2. No one has ever heard of PWS
Because it is so complex and multi-faceted, Patay says it is hard to be concise and give a cocktail-party answer to, "What is it?" The quickest answer? "He is developmentally delayed and appears autistic. But yet it's so much more than that," she says.
The Patays, therefore, are responsible for educating everyone in Ryan's path: doctors, teachers, therapists, school aids, babysitters, family, friends and other special needs parents. "Chris and I have been extremely open from the beginning, sharing our story with anyone kind enough to listen" she says.
The chances of a child being born with this random fluke is 1 in 15,000 births. It happens across all races/ethnicities/genders.
3. PWS is lifelong
This is not a childhood disorder that can be cured or grown out of. In fact, issues become more complex and challenging as children grow up. It. Does. Not. Get. Easier.
Can you imagine a grown man-child having a tantrum over food? Children and adults need constant, consistent supervision, structure, diet, exercise and schedules. Even if one adult is considered "high-functioning," he or she will never live alone, be independent, drive a car, get married, have children. Never say never, but the majority will grow up without these milestones. Because of the food obsession piece alone, an adult with PWS can almost never be unsupervised.
"Ryan will always live with us or in a group home for adults with PWS," Jessica says. "There is a growing need for services for disabled adults."

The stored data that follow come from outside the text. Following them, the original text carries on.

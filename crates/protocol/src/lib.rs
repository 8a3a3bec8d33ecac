//! feldfunk-protocol – Protokoll-Definitionen
//!
//! - [`voice`] – Binaeres Wire-Format der Sprachnachrichten (HANDSHAKE,
//!   START, DATA, STOP, LOSS)
//! - [`codec`] – Opus-Konfiguration (mono, 20-ms-Frames)
//! - [`quality`] – Aggregierte Netzqualitaet

pub mod codec;
pub mod quality;
pub mod voice;

pub use codec::{FecModus, OpusConfig};
pub use quality::{NetworkQuality, PeerStatistik};
pub use voice::{Befehl, Frame, VoiceNachricht, PROTOKOLL_VERSION};
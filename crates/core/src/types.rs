//! Gemeinsame Identifikationstypen fuer Feldfunk
//!
//! Alle IDs verwenden das Newtype-Pattern um Verwechslungen zwischen
//! verschiedenen ID-Arten zur Compilezeit auszuschliessen.

use serde::{Deserialize, Serialize};

/// Kennung eines entfernten Teilnehmers, vom Transport vergeben
#[derive(Debug, Clone, Copy, PartialEq, Eq, Hash, PartialOrd, Ord, Serialize, Deserialize)]
pub struct PeerId(pub u64);

impl PeerId {
    /// Gibt den inneren Wert zurueck
    pub fn inner(&self) -> u64 {
        self.0
    }
}

impl std::fmt::Display for PeerId {
    fn fmt(&self, f: &mut std::fmt::Formatter<'_>) -> std::fmt::Result {
        write!(f, "peer:{}", self.0)
    }
}

impl From<u64> for PeerId {
    fn from(wert: u64) -> Self {
        Self(wert)
    }
}

/// Funkkanal (ein Byte auf der Leitung)
#[derive(Debug, Clone, Copy, PartialEq, Eq, Hash, Serialize, Deserialize)]
pub struct KanalId(pub u8);

impl KanalId {
    /// Gibt den inneren Wert zurueck
    pub fn inner(&self) -> u8 {
        self.0
    }
}

impl std::fmt::Display for KanalId {
    fn fmt(&self, f: &mut std::fmt::Formatter<'_>) -> std::fmt::Result {
        write!(f, "kanal:{}", self.0)
    }
}

#[cfg(test)]
mod tests {
    use super::*;

    #[test]
    fn peer_id_display() {
        assert_eq!(PeerId(42).to_string(), "peer:42");
    }

    #[test]
    fn kanal_id_display() {
        assert_eq!(KanalId(3).to_string(), "kanal:3");
    }

    #[test]
    fn ids_sind_serde_kompatibel() {
        let peer = PeerId(7);
        let json = serde_json::to_string(&peer).unwrap();
        let peer2: PeerId = serde_json::from_str(&json).unwrap();
        assert_eq!(peer, peer2);
    }
}
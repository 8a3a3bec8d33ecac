//! Sprach-Decoder: Opus-Frames -> Sample-Batches
//!
//! Frames bis 2 Bytes sind Verlust-/DTX-Marker und erzeugen kein Audio,
//! erhoehen aber den Verlustzaehler. Das naechste echte Paket rekonstruiert
//! zuerst die verlorenen Frames und wird danach normal dekodiert:
//!
//! - der unmittelbare Vorgaenger ueber Inband-FEC, falls das Paket SILK-Anteile hat
//! - aeltere Frames ueber DRED, soweit die Redundanz reicht
//! - alles andere ueber PLC
//!
//! Ein Batch von Frames ergibt genau einen Sample-Batch in der Ausgabe.

use std::sync::atomic::{AtomicBool, AtomicU64, AtomicU8, Ordering};
use std::sync::Arc;
use std::time::Instant;

use parking_lot::Mutex;
use tracing::{debug, error, trace};

use feldfunk_core::StreamQueue;
use feldfunk_protocol::codec::OpusConfig;
use feldfunk_protocol::voice::{ist_platzhalter, Frame};

use crate::codec::{DecoderBackend, OpusDecoderBackend, MAX_FRAME_SAMPLES};
use crate::error::{AudioError, AudioResult};
use crate::throttle::ComplexityThrottle;

struct DecoderInner {
    backend: Box<dyn DecoderBackend>,
    /// Verlorene Frames seit dem letzten echten Paket
    verloren: usize,
    throttle: ComplexityThrottle,
    komplexitaet: u8,
    puffer: Vec<f32>,
}

/// Adaptiver Opus-Decoder mit Verlustverdeckung
pub struct VoiceDecoder {
    inner: Mutex<DecoderInner>,
    frame_samples: usize,
    kanaele: usize,
    max_verdeckung: usize,
    ausgabe: Arc<StreamQueue<Vec<f32>>>,
    defekt: AtomicBool,
    komplexitaet: AtomicU8,
    verdeckt: AtomicU64,
}

impl VoiceDecoder {
    /// Erstellt einen Decoder auf Basis von libopus
    pub fn neu(config: &OpusConfig) -> AudioResult<Self> {
        config.validieren().map_err(AudioError::Konfiguration)?;
        let backend = OpusDecoderBackend::neu(config)?;
        Ok(Self::mit_backend(config, Box::new(backend)))
    }

    /// Erstellt einen Decoder mit eigenem Backend
    pub fn mit_backend(config: &OpusConfig, backend: Box<dyn DecoderBackend>) -> Self {
        let kanaele = config.channels as usize;
        Self {
            inner: Mutex::new(DecoderInner {
                backend,
                verloren: 0,
                throttle: ComplexityThrottle::neu(),
                komplexitaet: config.complexity,
                puffer: vec![0.0; MAX_FRAME_SAMPLES * kanaele],
            }),
            frame_samples: config.frame_samples(),
            kanaele,
            max_verdeckung: config.max_verdeckung,
            ausgabe: Arc::new(StreamQueue::neu()),
            defekt: AtomicBool::new(false),
            komplexitaet: AtomicU8::new(config.complexity),
            verdeckt: AtomicU64::new(0),
        }
    }

    /// Dekodiert einen Batch von Frames
    ///
    /// Gibt die Anzahl erzeugter Samples zurueck. Laeuft bereits ein anderer
    /// Aufruf, passiert nichts und es wird `Ok(0)` geliefert.
    pub fn transform(&self, frames: &[Frame]) -> AudioResult<usize> {
        if self.ist_defekt() {
            return Err(AudioError::CodecFehler(
                "Decoder nach Codec-Fehler stillgelegt".to_string(),
            ));
        }
        let Some(mut inner) = self.inner.try_lock() else {
            trace!("Decoder belegt, Batch uebersprungen");
            return Ok(0);
        };

        let mut samples = Vec::with_capacity(frames.len() * self.frame_samples);
        for frame in frames {
            if ist_platzhalter(frame) {
                inner.verloren += 1;
                continue;
            }
            if inner.verloren > 0 {
                if let Err(e) = self.verdecken(&mut inner, frame, &mut samples) {
                    return Err(self.als_defekt(e));
                }
            }
            if let Err(e) = self.dekodieren(&mut inner, frame, &mut samples) {
                return Err(self.als_defekt(e));
            }
        }
        drop(inner);

        let anzahl = samples.len();
        if anzahl > 0 {
            self.ausgabe.write_one(samples);
        }
        Ok(anzahl)
    }

    /// Setzt die Verstaerkung in Q8-dB
    pub fn set_gain(&self, q8_db: i16) -> AudioResult<()> {
        let mut inner = self.inner.lock();
        inner.backend.set_gain(q8_db).map_err(|e| self.als_defekt(e))
    }

    /// Queue mit den dekodierten Sample-Batches
    pub fn ausgabe(&self) -> &Arc<StreamQueue<Vec<f32>>> {
        &self.ausgabe
    }

    /// Samples pro Frame (ueber alle Kanaele)
    pub fn frame_samples(&self) -> usize {
        self.frame_samples
    }

    /// Noch nicht verdeckte Verluste
    pub fn ausstehende_verluste(&self) -> usize {
        self.inner.lock().verloren
    }

    /// Insgesamt per FEC/DRED/PLC erzeugte Frames
    pub fn verdeckte_frames(&self) -> u64 {
        self.verdeckt.load(Ordering::Relaxed)
    }

    pub fn komplexitaet(&self) -> u8 {
        self.komplexitaet.load(Ordering::Relaxed)
    }

    pub fn ist_defekt(&self) -> bool {
        self.defekt.load(Ordering::Acquire)
    }

    // -----------------------------------------------------------------------
    // Interne Hilfsfunktionen
    // -----------------------------------------------------------------------

    fn dekodieren(
        &self,
        inner: &mut DecoderInner,
        paket: &[u8],
        samples: &mut Vec<f32>,
    ) -> AudioResult<()> {
        let start = Instant::now();
        let DecoderInner {
            backend, puffer, ..
        } = &mut *inner;
        let erzeugt = backend.decode(paket, puffer)?;
        samples.extend_from_slice(&puffer[..erzeugt * self.kanaele]);
        self.drosseln(inner, start)
    }

    /// Rekonstruiert die verlorenen Frames vor `paket`, aeltester zuerst
    fn verdecken(
        &self,
        inner: &mut DecoderInner,
        paket: &[u8],
        samples: &mut Vec<f32>,
    ) -> AudioResult<()> {
        let verloren = std::mem::take(&mut inner.verloren);
        let anzahl = verloren.min(self.max_verdeckung);
        if anzahl < verloren {
            debug!(
                verloren,
                verdeckt = anzahl,
                "Verlustserie zu lang, aeltere Frames uebersprungen"
            );
        }

        let fec = inner.backend.hat_fec(paket);
        let reichweite = inner.backend.dred_reichweite(paket);
        let frame_len = self.frame_samples;

        for abstand in (1..=anzahl).rev() {
            let start = Instant::now();
            let versatz = abstand * frame_len / self.kanaele;
            let DecoderInner {
                backend, puffer, ..
            } = &mut *inner;
            let ziel = &mut puffer[..frame_len];

            let erzeugt = if abstand == 1 && fec {
                backend.decode_fec(paket, ziel)?
            } else if versatz <= reichweite {
                backend.decode_dred(paket, versatz, ziel)?
            } else {
                backend.decode_plc(ziel)?
            };
            samples.extend_from_slice(&puffer[..erzeugt * self.kanaele]);
            self.drosseln(inner, start)?;
        }

        self.verdeckt.fetch_add(anzahl as u64, Ordering::Relaxed);
        trace!(anzahl, fec, reichweite, "Verluste verdeckt");
        Ok(())
    }

    fn drosseln(&self, inner: &mut DecoderInner, start: Instant) -> AudioResult<()> {
        if let Some(neu) = inner.throttle.anwenden(start.elapsed(), inner.komplexitaet) {
            inner.backend.set_complexity(neu)?;
            debug!(von = inner.komplexitaet, auf = neu, "Decoder-Komplexitaet gesenkt");
            inner.komplexitaet = neu;
            self.komplexitaet.store(neu, Ordering::Relaxed);
        }
        Ok(())
    }

    fn als_defekt(&self, fehler: AudioError) -> AudioError {
        self.defekt.store(true, Ordering::Release);
        error!(fehler = %fehler, "Decoder stillgelegt");
        fehler
    }
}
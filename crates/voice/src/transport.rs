//! Schnittstelle zum Netzwerk
//!
//! Der Multiplexer kennt kein Socket-API. Er sendet ueber [`Transport`] und
//! bekommt Eingaben als [`TransportEreignis`] zugestellt. Senden ist
//! unzuverlaessig (Datagramm-Semantik): ein verworfenes Paket ist kein Fehler.

use bytes::Bytes;

use feldfunk_core::PeerId;
use feldfunk_protocol::quality::PeerStatistik;

/// Senden und Trennen, vom Host implementiert
pub trait Transport: Send + Sync {
    /// Nachricht an genau einen Peer
    fn senden_an(&self, peer: PeerId, daten: Bytes);

    /// Nachricht an alle Peers des eigenen Teams
    fn senden_an_team(&self, daten: Bytes);

    /// Nachricht an alle verbundenen Peers
    fn senden_an_alle(&self, daten: Bytes);

    /// Verbindung zu einem Peer beenden (z. B. bei inkompatibler Version)
    fn trennen(&self, peer: PeerId);
}

/// Eingaben vom Transport an den Multiplexer
#[derive(Debug, Clone, PartialEq)]
pub enum TransportEreignis {
    NeueVerbindung(PeerId),
    VerbindungVerloren(PeerId),
    Paket { von: PeerId, daten: Bytes },
    /// Periodische Messung pro Peer
    Messung(Vec<PeerStatistik>),
}

impl TransportEreignis {
    /// Betroffener Peer, falls das Ereignis einen hat
    pub fn peer(&self) -> Option<PeerId> {
        match self {
            TransportEreignis::NeueVerbindung(peer)
            | TransportEreignis::VerbindungVerloren(peer)
            | TransportEreignis::Paket { von: peer, .. } => Some(*peer),
            TransportEreignis::Messung(_) => None,
        }
    }
}

#[cfg(test)]
mod tests {
    use super::*;

    #[test]
    fn peer_eines_ereignisses() {
        assert_eq!(
            TransportEreignis::NeueVerbindung(PeerId(2)).peer(),
            Some(PeerId(2))
        );
        let paket = TransportEreignis::Paket {
            von: PeerId(5),
            daten: Bytes::from_static(&[3]),
        };
        assert_eq!(paket.peer(), Some(PeerId(5)));
        assert_eq!(TransportEreignis::Messung(Vec::new()).peer(), None);
    }
}
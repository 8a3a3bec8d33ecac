//! Komplexitaets-Drossel
//!
//! Misst die Wanduhrzeit pro Frame. Sobald ein Fenster von
//! [`FENSTER`] Messungen voll ist, wird der Mittelwert bewertet und das
//! Fenster geleert:
//!
//! | Mittelwert        | Absenkung |
//! |-------------------|-----------|
//! | > 40 ms           | 2         |
//! | > 20 ms, <= 40 ms | 1         |
//! | sonst             | 0         |
//!
//! Die Komplexitaet steigt nie automatisch wieder an.

use std::time::Duration;

/// Anzahl Messungen pro Bewertung
pub const FENSTER: usize = 6;

const GRENZE_HOCH: Duration = Duration::from_millis(40);
const GRENZE_BUDGET: Duration = Duration::from_millis(20);

/// Fenster der letzten Frame-Kosten
#[derive(Debug, Default)]
pub struct ComplexityThrottle {
    kosten: Vec<Duration>,
}

impl ComplexityThrottle {
    pub fn neu() -> Self {
        Self {
            kosten: Vec::with_capacity(FENSTER),
        }
    }

    /// Erfasst die Kosten eines Frames
    ///
    /// Gibt nach jeder [`FENSTER`]-ten Messung die Absenkung zurueck
    /// (0, 1 oder 2), sonst `None`.
    pub fn erfassen(&mut self, kosten: Duration) -> Option<u8> {
        self.kosten.push(kosten);
        if self.kosten.len() < FENSTER {
            return None;
        }
        let absenkung = bewerten(&self.kosten);
        self.kosten.clear();
        Some(absenkung)
    }

    /// Wendet eine Messung direkt auf eine Komplexitaet an
    ///
    /// Gibt die neue Komplexitaet zurueck, falls sie sich aendert.
    pub fn anwenden(&mut self, kosten: Duration, komplexitaet: u8) -> Option<u8> {
        match self.erfassen(kosten) {
            Some(absenkung) if absenkung > 0 && komplexitaet > 0 => {
                Some(komplexitaet.saturating_sub(absenkung))
            }
            _ => None,
        }
    }
}

/// Bewertet ein volles Fenster
pub fn bewerten(kosten: &[Duration]) -> u8 {
    if kosten.is_empty() {
        return 0;
    }
    let mittel = kosten.iter().sum::<Duration>() / kosten.len() as u32;
    if mittel > GRENZE_HOCH {
        2
    } else if mittel > GRENZE_BUDGET {
        1
    } else {
        0
    }
}

#[cfg(test)]
mod tests {
    use super::*;

    fn ms(werte: &[u64]) -> Vec<Duration> {
        werte.iter().map(|&w| Duration::from_millis(w)).collect()
    }

    #[test]
    fn ueber_40ms_senkt_um_zwei() {
        assert_eq!(bewerten(&ms(&[45, 42, 41, 43, 44, 46])), 2);
    }

    #[test]
    fn zwischen_20_und_40ms_senkt_um_eins() {
        assert_eq!(bewerten(&ms(&[25, 22, 21, 23, 24, 26])), 1);
    }

    #[test]
    fn im_budget_unveraendert() {
        assert_eq!(bewerten(&ms(&[5, 5, 5, 5, 5, 5])), 0);
    }

    #[test]
    fn grenzen_sind_exklusiv() {
        assert_eq!(bewerten(&ms(&[40; 6])), 1);
        assert_eq!(bewerten(&ms(&[20; 6])), 0);
    }

    #[test]
    fn bewertung_erst_bei_vollem_fenster() {
        let mut throttle = ComplexityThrottle::neu();
        for kosten in ms(&[45, 42, 41, 43, 44]) {
            assert_eq!(throttle.erfassen(kosten), None);
        }
        assert_eq!(throttle.erfassen(Duration::from_millis(46)), Some(2));
        // Fenster ist danach leer
        assert_eq!(throttle.erfassen(Duration::from_millis(100)), None);
    }

    #[test]
    fn komplexitaet_faellt_nicht_unter_null() {
        let mut throttle = ComplexityThrottle::neu();
        let mut ergebnis = None;
        for _ in 0..FENSTER {
            ergebnis = throttle.anwenden(Duration::from_millis(50), 1);
        }
        assert_eq!(ergebnis, Some(0));

        for _ in 0..FENSTER {
            ergebnis = throttle.anwenden(Duration::from_millis(50), 0);
        }
        assert_eq!(ergebnis, None);
    }

    #[test]
    fn keine_aenderung_im_budget() {
        let mut throttle = ComplexityThrottle::neu();
        for _ in 0..FENSTER {
            assert_eq!(throttle.anwenden(Duration::from_millis(3), 9), None);
        }
    }
}
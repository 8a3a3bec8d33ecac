//! feldfunk-voice – Sprach-Multiplexer fuer P2P-Spielrunden
//!
//! Verbindet die Codec-Schicht mit einem beliebigen Nachrichten-Transport.
//!
//! ## Module
//! - [`multiplexer`] – Protokoll-Endpunkt (HANDSHAKE/START/DATA/STOP/LOSS)
//! - [`jitter`] – Sequenz-Einordnung und Verlustzaehlung pro Sprecher
//! - [`session`] – Eingehender Strom: Jitter -> Decoder -> Wiedergabe
//! - [`route`] – Sprechziel (gestoppt, Team, global, Kanal)
//! - [`transport`] – Schnittstelle zum Peer-Netzwerk
//! - [`loopback`] – In-Prozess-Netz mit Verlust- und Umordnungs-Simulation
//! - [`kontext`] – Codec-Fabrik, Metriken und Umgebungseffekte
//! - [`config`] – Knoten-Konfiguration

pub mod config;
pub mod error;
pub mod jitter;
pub mod kontext;
pub mod loopback;
pub mod multiplexer;
pub mod route;
pub mod session;
pub mod transport;

#[cfg(test)]
mod testkit;

pub use config::VoiceConfig;
pub use error::{VoiceError, VoiceResult};
pub use jitter::PeerJitterStream;
pub use kontext::{CodecFabrik, OpusFabrik, VoiceKontext};
pub use loopback::{LoopbackNetz, LoopbackOptionen, LoopbackTransport};
pub use multiplexer::VoiceMultiplexer;
pub use route::RouteTarget;
pub use session::{PeerSession, SitzungsEnde};
pub use transport::{Transport, TransportEreignis};
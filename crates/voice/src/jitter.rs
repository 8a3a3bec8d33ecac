//! Jitter-Stream pro Peer
//!
//! Ordnet eingehende DATA-Nachrichten nach ihrer 16-Bit-Sequenznummer und
//! fuellt Luecken mit Verlust-Platzhaltern auf, die der Decoder spaeter
//! verdeckt.
//!
//! ## Einordnung
//! `diff = seq - erwartet` (16 Bit, mit Ueberlauf):
//! - `diff < 0`: veraltet oder doppelt, wird verworfen. Ausnahme: der
//!   fehlende Vorgaenger eines zurueckgestellten Batches (`diff == -2`)
//!   wird noch vor diesem ausgeliefert
//! - `diff == 0`: puenktlich. Wartet ein Batch, ist sein Vorgaenger
//!   endgueltig verloren: Platzhalter, wartender Batch, aktueller Batch
//! - `diff > 0`: zu frueh; `diff - 1` Platzhalter gehen sofort raus, der
//!   Batch selbst wird ein Paket lang zurueckgestellt
//!
//! Jede fehlende Sequenznummer erzeugt damit genau einen Platzhalter und
//! zaehlt genau einmal als verloren, sofern sie nicht rechtzeitig nachkommt.
//!
//! Der Zustandsuebergang laeuft komplett unter einem Mutex, weil Empfang und
//! Abbau (`flush`) aus verschiedenen Threads kommen koennen. Die Ausgabe wird
//! innerhalb des Locks aufgerufen, damit der Decoder die Frames in genau der
//! Reihenfolge sieht, in der sie eingeordnet wurden.

use bytes::Bytes;
use parking_lot::Mutex;
use tracing::{trace, warn};

use feldfunk_core::PeerId;
use feldfunk_protocol::voice::{DataPaket, Frame};

use crate::error::VoiceResult;

/// Empfaenger der eingeordneten Frames (typischerweise der Decoder)
pub type FrameAusgabe = Box<dyn Fn(Vec<Frame>) -> VoiceResult<()> + Send + Sync>;

// ---------------------------------------------------------------------------
// Zustand
// ---------------------------------------------------------------------------

#[derive(Debug, Default)]
struct JitterZustand {
    /// Naechste erwartete Sequenznummer
    erwartet: u16,
    /// Verlorene Frames (Luecken und nie eingeholte Wartezeiten)
    verloren: u64,
    /// Durchlaufene Sequenz-Plaetze, laeuft anders als `erwartet` nicht ueber
    plaetze: u64,
    zurueckgestellt: Option<Vec<Frame>>,
}

// ---------------------------------------------------------------------------
// PeerJitterStream
// ---------------------------------------------------------------------------

/// Umsortierung und Lueckenerkennung fuer einen sprechenden Peer
pub struct PeerJitterStream {
    peer: PeerId,
    zustand: Mutex<JitterZustand>,
    ausgabe: FrameAusgabe,
}

impl PeerJitterStream {
    pub fn neu(peer: PeerId, ausgabe: FrameAusgabe) -> Self {
        Self {
            peer,
            zustand: Mutex::new(JitterZustand::default()),
            ausgabe,
        }
    }

    /// Verarbeitet die Nutzlast einer DATA-Nachricht (ohne Befehlsbyte)
    ///
    /// Ein abgeschnittenes Datagramm wird geloggt; die vollstaendig
    /// gelesenen Unterpakete werden trotzdem eingeordnet.
    pub fn empfangen(&self, nutzlast: &Bytes) -> VoiceResult<()> {
        let paket = DataPaket::parsen(nutzlast)?;
        if paket.abgeschnitten {
            warn!(
                peer = %self.peer,
                seq = paket.seq,
                frames = paket.frames.len(),
                "DATA abgeschnitten, Rest des Datagramms verworfen"
            );
        }
        self.einordnen(paket.seq, paket.frames)
    }

    /// Ordnet einen bereits zerlegten Batch ein
    pub fn einordnen(&self, seq: u16, frames: Vec<Frame>) -> VoiceResult<()> {
        if frames.is_empty() {
            trace!(peer = %self.peer, seq, "DATA ohne Frames ignoriert");
            return Ok(());
        }

        let mut zustand = self.zustand.lock();
        let diff = seq.wrapping_sub(zustand.erwartet) as i16;

        if diff < 0 {
            if diff == -2 {
                if let Some(wartend) = zustand.zurueckgestellt.take() {
                    trace!(peer = %self.peer, seq, "Vorgaenger rechtzeitig eingeholt");
                    let mut batch = frames;
                    batch.extend(wartend);
                    return (self.ausgabe)(batch);
                }
            }
            trace!(
                peer = %self.peer,
                seq,
                erwartet = zustand.erwartet,
                diff,
                "Veraltetes Paket verworfen"
            );
            return Ok(());
        }

        // Ein wartender Batch wird jetzt nicht mehr eingeholt
        let mut batch = match zustand.zurueckgestellt.take() {
            Some(wartend) => {
                zustand.verloren += 1;
                let mut batch = Vec::with_capacity(wartend.len() + frames.len() + 1);
                batch.push(Frame::new());
                batch.extend(wartend);
                batch
            }
            None => Vec::new(),
        };

        if diff == 0 {
            batch.extend(frames);
            zustand.erwartet = zustand.erwartet.wrapping_add(1);
            zustand.plaetze += 1;
            return (self.ausgabe)(batch);
        }

        // Zu frueh: Luecke sofort als Platzhalter ausliefern, Batch warten lassen
        let luecke = (diff - 1) as usize;
        batch.extend(std::iter::repeat(Frame::new()).take(luecke));

        zustand.verloren += luecke as u64;
        zustand.plaetze += diff as u64 + 1;
        zustand.erwartet = seq.wrapping_add(1);
        zustand.zurueckgestellt = Some(frames);

        if luecke > 0 {
            trace!(peer = %self.peer, seq, diff, luecke, "Luecke im Sprachstrom");
        }
        if batch.is_empty() {
            return Ok(());
        }
        (self.ausgabe)(batch)
    }

    /// Liefert einen zurueckgestellten Batch beim Abbau aus
    ///
    /// Der Batch zaehlt als ein weiterer Verlust, weil sein Vorgaenger nie
    /// angekommen ist.
    pub fn flush(&self) -> VoiceResult<()> {
        let mut zustand = self.zustand.lock();
        let Some(wartend) = zustand.zurueckgestellt.take() else {
            return Ok(());
        };
        zustand.verloren += 1;
        (self.ausgabe)(wartend)
    }

    /// Verlust in Prozent der durchlaufenen Sequenz-Plaetze (0–100)
    pub fn verlust_prozent(&self) -> u8 {
        let zustand = self.zustand.lock();
        if zustand.plaetze == 0 {
            return 0;
        }
        (zustand.verloren * 100 / zustand.plaetze).min(100) as u8
    }

    pub fn verloren(&self) -> u64 {
        self.zustand.lock().verloren
    }

    /// Naechste erwartete Sequenznummer
    pub fn erwartet(&self) -> u16 {
        self.zustand.lock().erwartet
    }

    pub fn hat_zurueckgestellt(&self) -> bool {
        self.zustand.lock().zurueckgestellt.is_some()
    }

    pub fn peer(&self) -> PeerId {
        self.peer
    }
}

4. Children and adults with PWS want social connections
They are very sweet, and caring, and do seek out social time with peers. Yet because they are egocentric and have difficulty seeing others' point of views or needs, they struggle in friendships. They tend to be rigid, possessive and stubborn. Lying and making up the rules to games are not tolerated easily.
Much like in autism, kids with the syndrome miss social cues and facial expressions. Fine motor or gross motor issues interfere with their ability to play sports or certain activities with typical peers. Children with the syndrome tend to gravitate toward adults, because they have been around so many since birth and because adults tend to be the most patient and willing to listen to them.
"As a mom, and as a person who highly values her deep friendships, this is so very sad to me,"Jessica says. "Ryan seems to be at times unaware of this deficit in his life. As he has gotten older—he's in 6th grade— and sees Luke and Kate have so much social time, he asks for it. It's not an easy request to fill. When he is in a group home some day with other PWS adults/peers, I hope that need will be fulfilled.
5. PWS is rare, not well understood and underfunded
PWCF is the only organization in California, where the Patay's live, that exclusively serves PWS families. PWCF works closely with PWSA (USA), the national organization based in Florida. Both are severely underfunded. More money is need to better research and understand the syndrome. And funds are also needed to support families of children born with PWS, as well as the PWS adults that they become.